Your assignment:
Extract the line that contains "if raw.len() as" and every line after it to the end of the records below, exactly as written and nothing else.

-------- Data to use

//! Pack trust checks.
//!
//! [`SignatureValidator`] gates every load: nothing from a binary executes
//! until it has passed, in order,
//!
//! 1. file-name legality (no traversal, no separators, no double extensions),
//! 2. the extension allow-list,
//! 3. existence and the hard size ceiling,
//! 4. the WebAssembly header check,
//! 5. the detached Ed25519 signature check against trusted publisher keys.
//!
//! [`SignatureValidator::verify`] returns the exact bytes that passed, so the
//! caller never re-reads a file that could have been swapped in between.

use std::ffi::OsString;
use std::io::Read;
use std::path::{Component, Path, PathBuf};
use std::sync::{Arc, LazyLock};

use base64::Engine as _;
use base64::engine::general_purpose::STANDARD;
use regex::Regex;
use ring::signature::{ED25519, UnparsedPublicKey};

use crate::config::SandboxConfig;
use crate::error::{Result, SandboxError, ValidationFailure};

/// WebAssembly binary magic followed by version 1.
pub const WASM_HEADER: [u8; 8] = [0x00, 0x61, 0x73, 0x6D, 0x01, 0x00, 0x00, 0x00];

/// Length of a raw Ed25519 signature.
const SIGNATURE_LEN: usize = 64;

/// Upper bound on a signature file; base64 text plus whitespace fits easily.
const MAX_SIGNATURE_FILE_LEN: u64 = 1024;

/// Length of a raw Ed25519 public key.
const PUBLIC_KEY_LEN: usize = 32;

static PACK_NAME: LazyLock<Regex> = LazyLock::new(|| {
    Regex::new(r"^[A-Za-z0-9][A-Za-z0-9_-]{0,63}$").expect("pack-name pattern is a valid regex")
});

/// A binary that passed every check, with the bytes that were checked.
#[derive(Debug, Clone)]
pub struct VerifiedPack {
    /// Registry name derived from the file stem.
    pub name: String,
    /// Where the binary was read from.
    pub path: PathBuf,
    /// The verified contents.
    pub bytes: Vec<u8>,
    /// Whether a trusted signature covered the contents.
    pub signed: bool,
}

/// Verifies that a candidate pack binary is well-formed and trustworthy.
///
/// Cheap to clone; the key list is shared.
#[derive(Debug, Clone)]
pub struct SignatureValidator {
    max_size: u64,
    allowed_extensions: Arc<[String]>,
    require_signature: bool,
    trusted_keys: Arc<[[u8; PUBLIC_KEY_LEN]]>,
}

impl SignatureValidator {
    /// Build a validator from the sandbox configuration.
    ///
    /// Fails if a configured publisher key is not a base64 32-byte Ed25519
    /// key.
    pub fn new(config: &SandboxConfig) -> Result<Self> {
        let mut keys = Vec::with_capacity(config.trusted_publisher_keys.len());
        for encoded in &config.trusted_publisher_keys {
            let raw = STANDARD
                .decode(encoded.trim())
                .map_err(|e| SandboxError::Config(format!("invalid publisher key: {e}")))?;
            let key: [u8; PUBLIC_KEY_LEN] = raw.try_into().map_err(|_| {
                SandboxError::Config("publisher key must be 32 bytes".to_owned())
            })?;
            keys.push(key);
        }

        if config.require_signature && keys.is_empty() {
            tracing::warn!("signatures required but no trusted keys configured; every pack will be refused");
        }

        Ok(Self {
            max_size: config.max_pack_size,
            allowed_extensions: config
                .allowed_extensions
                .iter()
                .map(|e| e.trim_start_matches('.').to_ascii_lowercase())
                .collect(),
            require_signature: config.require_signature,
            trusted_keys: keys.into(),
        })
    }

    /// `true` when `path` passes every check. Never panics and never errors.
    pub fn validate(&self, path: &Path) -> bool {
        self.check(path).is_ok()
    }

    /// Run every check, returning the first failure.
    pub fn check(&self, path: &Path) -> std::result::Result<(), ValidationFailure> {
        self.verify(path).map(|_| ())
    }

    /// Run every check and return the verified bytes, or the first failure.
    pub fn verify(&self, path: &Path) -> std::result::Result<VerifiedPack, ValidationFailure> {
        let name = self.check_name(path)?;

        let meta = std::fs::symlink_metadata(path).map_err(|_| ValidationFailure::NotFound)?;
        if meta.file_type().is_symlink() {
            return Err(ValidationFailure::IllegalName);
        }
        if !meta.is_file() {
            return Err(ValidationFailure::NotFound);
        }
        self.check_size(meta.len())?;

        let bytes = self.read_bounded(path)?;
        self.check_size(bytes.len() as u64)?;

        if !bytes.starts_with(&WASM_HEADER) {
            return Err(ValidationFailure::Malformed);
        }

        let signed = self.check_signature(path, &bytes)?;

        Ok(VerifiedPack {
            name,
            path: path.to_path_buf(),
            bytes,
            signed,
        })
    }

    /// Validate the file name and extension, returning the pack name.
    pub fn check_name(&self, path: &Path) -> std::result::Result<String, ValidationFailure> {
        if path
            .components()
            .any(|c| matches!(c, Component::ParentDir))
        {
            return Err(ValidationFailure::IllegalName);
        }

        let stem = path
            .file_stem()
            .and_then(|s| s.to_str())
            .ok_or(ValidationFailure::IllegalName)?;
        if !PACK_NAME.is_match(stem) {
            return Err(ValidationFailure::IllegalName);
        }

        let extension = path
            .extension()
            .and_then(|e| e.to_str())
            .map(str::to_ascii_lowercase)
            .unwrap_or_default();
        if !self.allowed_extensions.iter().any(|e| *e == extension) {
            return Err(ValidationFailure::DisallowedExtension { extension });
        }

        Ok(stem.to_owned())
    }

    fn check_size(&self, size: u64) -> std::result::Result<(), ValidationFailure> {
        if size == 0 {
            return Err(ValidationFailure::Empty);
        }
        if size > self.max_size {
            return Err(ValidationFailure::TooLarge {
                size,
                limit: self.max_size,
            });
        }
        Ok(())
    }

    /// Read at most one byte past the ceiling so a growing file is caught.
    fn read_bounded(&self, path: &Path) -> std::result::Result<Vec<u8>, ValidationFailure> {
        let file = std::fs::File::open(path).map_err(|_| ValidationFailure::NotFound)?;
        let mut bytes = Vec::new();
        file.take(self.max_size.saturating_add(1))
            .read_to_end(&mut bytes)
            .map_err(|_| ValidationFailure::NotFound)?;
        Ok(bytes)
    }

    fn check_signature(
        &self,
        path: &Path,
        bytes: &[u8],
    ) -> std::result::Result<bool, ValidationFailure> {
        let signature = read_signature(&signature_path(path))?;

        match signature {
            None if !self.trusted_keys.is_empty() => Err(ValidationFailure::SignatureMissing),
            None if self.require_signature => Err(ValidationFailure::NoTrustedKeys),
            None => {
                tracing::warn!("accepting unsigned pack; no trusted keys are configured");
                Ok(false)
            }
            Some(_) if self.trusted_keys.is_empty() => {
                if self.require_signature {
                    Err(ValidationFailure::NoTrustedKeys)
                } else {
                    tracing::warn!("pack is signed but no trusted keys are configured; ignoring signature");
                    Ok(false)
                }
            }
            Some(sig) => {
                let trusted = self
                    .trusted_keys
                    .iter()
                    .any(|key| UnparsedPublicKey::new(&ED25519, key).verify(bytes, &sig).is_ok());
                if trusted {
                    Ok(true)
                } else {
                    Err(ValidationFailure::SignatureInvalid)
                }
            }
        }
    }
}

/// Location of the detached signature for `path` (`<path>.sig`).
pub fn signature_path(path: &Path) -> PathBuf {
    let mut os: OsString = path.as_os_str().to_owned();
    os.push(".sig");
    PathBuf::from(os)
}

/// Read the detached signature, if any. Only a missing file means unsigned.
fn read_signature(
    sig_path: &Path,
) -> std::result::Result<Option<[u8; SIGNATURE_LEN]>, ValidationFailure> {
    let file = match std::fs::File::open(sig_path) {
        Ok(file) => file,
        Err(e) if e.kind() == std::io::ErrorKind::NotFound => return Ok(None),
        Err(_) => return Err(ValidationFailure::SignatureInvalid),
    };
    let mut raw = Vec::new();
    file.take(MAX_SIGNATURE_FILE_LEN + 1)
        .read_to_end(&mut raw)
        .map_err(|_| ValidationFailure::SignatureInvalid)?;
    if raw.len() as u64 > MAX_SIGNATURE_FILE_LEN {
        return Err(ValidationFailure::SignatureInvalid);
    }
    decode_signature(&raw)
        .map(Some)
        .ok_or(ValidationFailure::SignatureInvalid)
}

/// Accept either 64 raw bytes or base64 text.
fn decode_signature(raw: &[u8]) -> Option<[u8; SIGNATURE_LEN]> {
    if raw.len() == SIGNATURE_LEN {
        return raw.try_into().ok();
    }
    let text = std::str::from_utf8(raw).ok()?;
    STANDARD.decode(text.trim()).ok()?.try_into().ok()
}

----------------

Response to the task:
    if raw.len() as u64 > MAX_SIGNATURE_FILE_LEN {
        return Err(ValidationFailure::SignatureInvalid);
    }
    decode_signature(&raw)
        .map(Some)
        .ok_or(ValidationFailure::SignatureInvalid)
}

/// Accept either 64 raw bytes or base64 text.
fn decode_signature(raw: &[u8]) -> Option<[u8; SIGNATURE_LEN]> {
    if raw.len() == SIGNATURE_LEN {
        return raw.try_into().ok();
    }
    let text = std::str::from_utf8(raw).ok()?;
    STANDARD.decode(text.trim()).ok()?.try_into().ok()
}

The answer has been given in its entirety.